• Exercise input:
=== Begin Enclosure ===
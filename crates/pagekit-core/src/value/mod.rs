#[cfg(test)]
mod tests;

use num_bigint::BigInt;
use rust_decimal::Decimal;
use serde::{Deserialize, Serialize};
use std::cmp::Ordering;
use std::fmt;
use time::{Date, OffsetDateTime, PrimitiveDateTime, Time};

///
/// Value
///
/// Runtime scalar carried by criteria, parameter bindings, and the
/// in-memory evaluator. Collections surface as `List`; absent data is
/// `Null`. Interpretation (coercion, casting, pattern matching) happens
/// in later passes, never at construction.
///

#[derive(Clone, Debug, Deserialize, Eq, PartialEq, Serialize)]
pub enum Value {
    Null,
    Bool(bool),
    Int(i64),
    Decimal(Decimal),
    IntBig(BigInt),
    Text(String),
    Enum(String),
    Date(Date),
    Time(Time),
    DateTime(PrimitiveDateTime),
    DateTimeTz(OffsetDateTime),
    List(Vec<Self>),
}

///
/// TextMode
///

#[derive(Clone, Copy, Debug, Eq, PartialEq)]
pub enum TextMode {
    Cs, // case-sensitive
    Ci, // case-insensitive
}

impl Value {
    /// True when this value is the null marker.
    #[must_use]
    pub const fn is_null(&self) -> bool {
        matches!(self, Self::Null)
    }

    /// True when this value carries a numeric payload.
    #[must_use]
    pub const fn is_numeric(&self) -> bool {
        matches!(self, Self::Int(_) | Self::Decimal(_) | Self::IntBig(_))
    }

    /// Textual rendering used by string casts and LIKE evaluation.
    ///
    /// `Null` and `List` have no textual form.
    #[must_use]
    pub fn to_text(&self) -> Option<String> {
        match self {
            Self::Null | Self::List(_) => None,
            Self::Bool(b) => Some(if *b { "true".into() } else { "false".into() }),
            Self::Int(n) => Some(n.to_string()),
            Self::Decimal(d) => Some(d.normalize().to_string()),
            Self::IntBig(n) => Some(n.to_string()),
            Self::Text(s) => Some(s.clone()),
            Self::Enum(name) => Some(name.clone()),
            Self::Date(d) => Some(format_date(*d)),
            Self::Time(t) => Some(format_time(*t)),
            Self::DateTime(dt) => Some(format!("{}T{}Z", format_date(dt.date()), format_time(dt.time()))),
            Self::DateTimeTz(dt) => Some(format!(
                "{}T{}{}",
                format_date(dt.date()),
                format_time(dt.time()),
                format_offset(dt.offset())
            )),
        }
    }

    /// Parse a truthy payload: booleans, non-zero numbers, or truthy text.
    #[must_use]
    pub fn truthy(&self) -> Option<bool> {
        match self {
            Self::Bool(b) => Some(*b),
            Self::Int(n) => Some(*n != 0),
            Self::Decimal(d) => Some(!d.is_zero()),
            Self::IntBig(n) => Some(*n != BigInt::from(0)),
            Self::Text(s) | Self::Enum(s) => match s.trim().to_ascii_lowercase().as_str() {
                "true" | "t" | "yes" | "y" | "1" | "on" => Some(true),
                "false" | "f" | "no" | "n" | "0" | "off" => Some(false),
                _ => None,
            },
            _ => None,
        }
    }

    /// Typed comparison: strict within a variant, widening across the
    /// numeric variants. Returns `None` when ordering is undefined.
    #[must_use]
    pub fn compare(&self, other: &Self) -> Option<Ordering> {
        match (self, other) {
            (Self::Bool(a), Self::Bool(b)) => Some(a.cmp(b)),
            (Self::Text(a), Self::Text(b)) | (Self::Enum(a), Self::Enum(b)) => Some(a.cmp(b)),
            (Self::Date(a), Self::Date(b)) => Some(a.cmp(b)),
            (Self::Time(a), Self::Time(b)) => Some(a.cmp(b)),
            (Self::DateTime(a), Self::DateTime(b)) => Some(a.cmp(b)),
            (Self::DateTimeTz(a), Self::DateTimeTz(b)) => Some(a.cmp(b)),
            _ if self.is_numeric() && other.is_numeric() => self.cmp_numeric(other),
            _ => None,
        }
    }

    /// Widening comparison across `Int`, `Decimal`, and `IntBig`.
    #[must_use]
    pub fn cmp_numeric(&self, other: &Self) -> Option<Ordering> {
        match (self, other) {
            (Self::Int(a), Self::Int(b)) => Some(a.cmp(b)),
            (Self::IntBig(a), Self::IntBig(b)) => Some(a.cmp(b)),
            (Self::Decimal(a), Self::Decimal(b)) => Some(a.cmp(b)),
            (Self::Int(a), Self::IntBig(b)) => Some(BigInt::from(*a).cmp(b)),
            (Self::IntBig(a), Self::Int(b)) => Some(a.cmp(&BigInt::from(*b))),
            (Self::Int(a), Self::Decimal(b)) => Some(Decimal::from(*a).cmp(b)),
            (Self::Decimal(a), Self::Int(b)) => Some(a.cmp(&Decimal::from(*b))),
            (Self::IntBig(a), Self::Decimal(b)) => cmp_big_decimal(a, b),
            (Self::Decimal(a), Self::IntBig(b)) => cmp_big_decimal(b, a).map(Ordering::reverse),
            _ => None,
        }
    }

    /// Equality under numeric widening and strict variant rules otherwise.
    #[must_use]
    pub fn loose_eq(&self, other: &Self) -> bool {
        if self.is_numeric() && other.is_numeric() {
            return self.cmp_numeric(other) == Some(Ordering::Equal);
        }

        self == other
    }

    /// Text equality under the requested mode, defined only for values
    /// with a textual form.
    #[must_use]
    pub fn text_eq(&self, other: &str, mode: TextMode) -> Option<bool> {
        let text = self.to_text()?;
        Some(match mode {
            TextMode::Cs => text == other,
            TextMode::Ci => casefold(&text) == casefold(other),
        })
    }

    /// Substring containment under the requested mode.
    #[must_use]
    pub fn text_contains(&self, needle: &str, mode: TextMode) -> Option<bool> {
        let text = self.to_text()?;
        Some(match mode {
            TextMode::Cs => text.contains(needle),
            TextMode::Ci => casefold(&text).contains(&casefold(needle)),
        })
    }

    /// Prefix match under the requested mode.
    #[must_use]
    pub fn text_starts_with(&self, prefix: &str, mode: TextMode) -> Option<bool> {
        let text = self.to_text()?;
        Some(match mode {
            TextMode::Cs => text.starts_with(prefix),
            TextMode::Ci => casefold(&text).starts_with(&casefold(prefix)),
        })
    }

    /// Suffix match under the requested mode.
    #[must_use]
    pub fn text_ends_with(&self, suffix: &str, mode: TextMode) -> Option<bool> {
        let text = self.to_text()?;
        Some(match mode {
            TextMode::Cs => text.ends_with(suffix),
            TextMode::Ci => casefold(&text).ends_with(&casefold(suffix)),
        })
    }

    /// Canonical total ordering for result sorting and deterministic
    /// serialization. Falls back to variant rank when typed comparison
    /// is undefined, so the ordering is total.
    #[must_use]
    pub fn canonical_cmp(&self, other: &Self) -> Ordering {
        if let Some(ordering) = self.compare(other) {
            return ordering;
        }

        let rank = self.canonical_rank().cmp(&other.canonical_rank());
        if rank != Ordering::Equal {
            return rank;
        }

        match (self, other) {
            (Self::List(a), Self::List(b)) => {
                for (left, right) in a.iter().zip(b.iter()) {
                    let cmp = left.canonical_cmp(right);
                    if cmp != Ordering::Equal {
                        return cmp;
                    }
                }
                a.len().cmp(&b.len())
            }
            _ => Ordering::Equal,
        }
    }

    const fn canonical_rank(&self) -> u8 {
        match self {
            Self::Null => 0,
            Self::Bool(_) => 1,
            Self::Int(_) => 2,
            Self::Decimal(_) => 3,
            Self::IntBig(_) => 4,
            Self::Text(_) => 5,
            Self::Enum(_) => 6,
            Self::Date(_) => 7,
            Self::Time(_) => 8,
            Self::DateTime(_) => 9,
            Self::DateTimeTz(_) => 10,
            Self::List(_) => 11,
        }
    }
}

impl fmt::Display for Value {
    fn fmt(&self, f: &mut fmt::Formatter<'_>) -> fmt::Result {
        match self {
            Self::Null => write!(f, "null"),
            Self::List(items) => {
                write!(f, "[")?;
                for (i, item) in items.iter().enumerate() {
                    if i > 0 {
                        write!(f, ", ")?;
                    }
                    write!(f, "{item}")?;
                }
                write!(f, "]")
            }
            other => {
                // Display and to_text agree for every non-null scalar.
                let text = other.to_text().unwrap_or_default();
                write!(f, "{text}")
            }
        }
    }
}

impl From<bool> for Value {
    fn from(value: bool) -> Self {
        Self::Bool(value)
    }
}

impl From<i32> for Value {
    fn from(value: i32) -> Self {
        Self::Int(i64::from(value))
    }
}

impl From<i64> for Value {
    fn from(value: i64) -> Self {
        Self::Int(value)
    }
}

impl From<Decimal> for Value {
    fn from(value: Decimal) -> Self {
        Self::Decimal(value)
    }
}

impl From<BigInt> for Value {
    fn from(value: BigInt) -> Self {
        Self::IntBig(value)
    }
}

impl From<&str> for Value {
    fn from(value: &str) -> Self {
        Self::Text(value.to_string())
    }
}

impl From<String> for Value {
    fn from(value: String) -> Self {
        Self::Text(value)
    }
}

impl<V: Into<Self>> From<Vec<V>> for Value {
    fn from(value: Vec<V>) -> Self {
        Self::List(value.into_iter().map(Into::into).collect())
    }
}

impl<V: Into<Self>> From<Option<V>> for Value {
    fn from(value: Option<V>) -> Self {
        value.map_or(Self::Null, Into::into)
    }
}

/// ASCII fast path, Unicode fallback; both sides of every case-insensitive
/// comparison pass through here.
#[must_use]
pub fn casefold(input: &str) -> String {
    if input.is_ascii() {
        return input.to_ascii_lowercase();
    }

    input.to_lowercase()
}

// Decimal magnitude is bounded well inside i128, so out-of-range big
// integers dominate by sign.
fn cmp_big_decimal(big: &BigInt, dec: &Decimal) -> Option<Ordering> {
    i128::try_from(big).map_or_else(
        |_| {
            if *big > BigInt::from(0) {
                Some(Ordering::Greater)
            } else {
                Some(Ordering::Less)
            }
        },
        |n| {
            Decimal::try_from_i128_with_scale(n, 0)
                .ok()
                .map(|d| d.cmp(dec))
        },
    )
}

fn format_date(date: Date) -> String {
    format!(
        "{:04}-{:02}-{:02}",
        date.year(),
        u8::from(date.month()),
        date.day()
    )
}

fn format_time(time: Time) -> String {
    format!(
        "{:02}:{:02}:{:02}",
        time.hour(),
        time.minute(),
        time.second()
    )
}

fn format_offset(offset: time::UtcOffset) -> String {
    let (hours, minutes, _) = offset.as_hms();
    format!("{:+03}:{:02}", hours, minutes.abs())
}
=== End Enclosure ===
• Action item: Reproduce, exactly as they stand in the data above, the lines from the one that holds "(Self::Date(a), Self::Date(b)) =>" to the one that holds "(Self::IntBig(a), Self::Decimal(b)) =>", inclusive.

• Task response:
            (Self::Date(a), Self::Date(b)) => Some(a.cmp(b)),
            (Self::Time(a), Self::Time(b)) => Some(a.cmp(b)),
            (Self::DateTime(a), Self::DateTime(b)) => Some(a.cmp(b)),
            (Self::DateTimeTz(a), Self::DateTimeTz(b)) => Some(a.cmp(b)),
            _ if self.is_numeric() && other.is_numeric() => self.cmp_numeric(other),
            _ => None,
        }
    }

    /// Widening comparison across `Int`, `Decimal`, and `IntBig`.
    #[must_use]
    pub fn cmp_numeric(&self, other: &Self) -> Option<Ordering> {
        match (self, other) {
            (Self::Int(a), Self::Int(b)) => Some(a.cmp(b)),
            (Self::IntBig(a), Self::IntBig(b)) => Some(a.cmp(b)),
            (Self::Decimal(a), Self::Decimal(b)) => Some(a.cmp(b)),
            (Self::Int(a), Self::IntBig(b)) => Some(BigInt::from(*a).cmp(b)),
            (Self::IntBig(a), Self::Int(b)) => Some(a.cmp(&BigInt::from(*b))),
            (Self::Int(a), Self::Decimal(b)) => Some(Decimal::from(*a).cmp(b)),
            (Self::Decimal(a), Self::Int(b)) => Some(a.cmp(&Decimal::from(*b))),
            (Self::IntBig(a), Self::Decimal(b)) => cmp_big_decimal(a, b),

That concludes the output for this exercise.